→ Exercise description: Where a line contains the word "ScribeError", copy that line from the records below.

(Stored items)
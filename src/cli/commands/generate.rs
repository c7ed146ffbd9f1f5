//! Generate Command
//!
//! Start or resume a report generation run. Safe to re-run: a suspended or
//! finished report just prints its status.

use std::path::Path;

use console::style;

use crate::cli::util::{build_engine, print_status, read_report_input, require_initialized};
use crate::types::{ReportInput, Result, RunState, ScribeError};

pub async fn run(
    report_id: &str,
    notes_path: Option<&Path>,
    structure_rules: Option<&str>,
) -> Result<()> {
    require_initialized()?;
    let (engine, _config) = build_engine()?;

    let input = match notes_path {
        Some(path) => read_report_input(path, structure_rules)?,
        None => ReportInput::default(),
    };
    if input.photo_notes.is_empty() && engine.get_status(report_id).is_err() {
        return Err(ScribeError::Config(
            "A new report needs photo notes: pass --notes <file.json>".to_string(),
        ));
    }

    println!("{}", style("Generating report...").bold());
    let status = engine.start_or_resume(report_id, input).await?;
    println!();
    print_status(&status);

    if status.state == RunState::AwaitingApproval {
        println!();
        println!(
            "Review with 'fieldscribe export {0}', then 'fieldscribe approve {0}' \
             or 'fieldscribe revise {0} --feedback ...'",
            report_id
        );
    }
    Ok(())
}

→ Completed exercise:
use crate::types::{ReportInput, Result, RunState, ScribeError};
        return Err(ScribeError::Config(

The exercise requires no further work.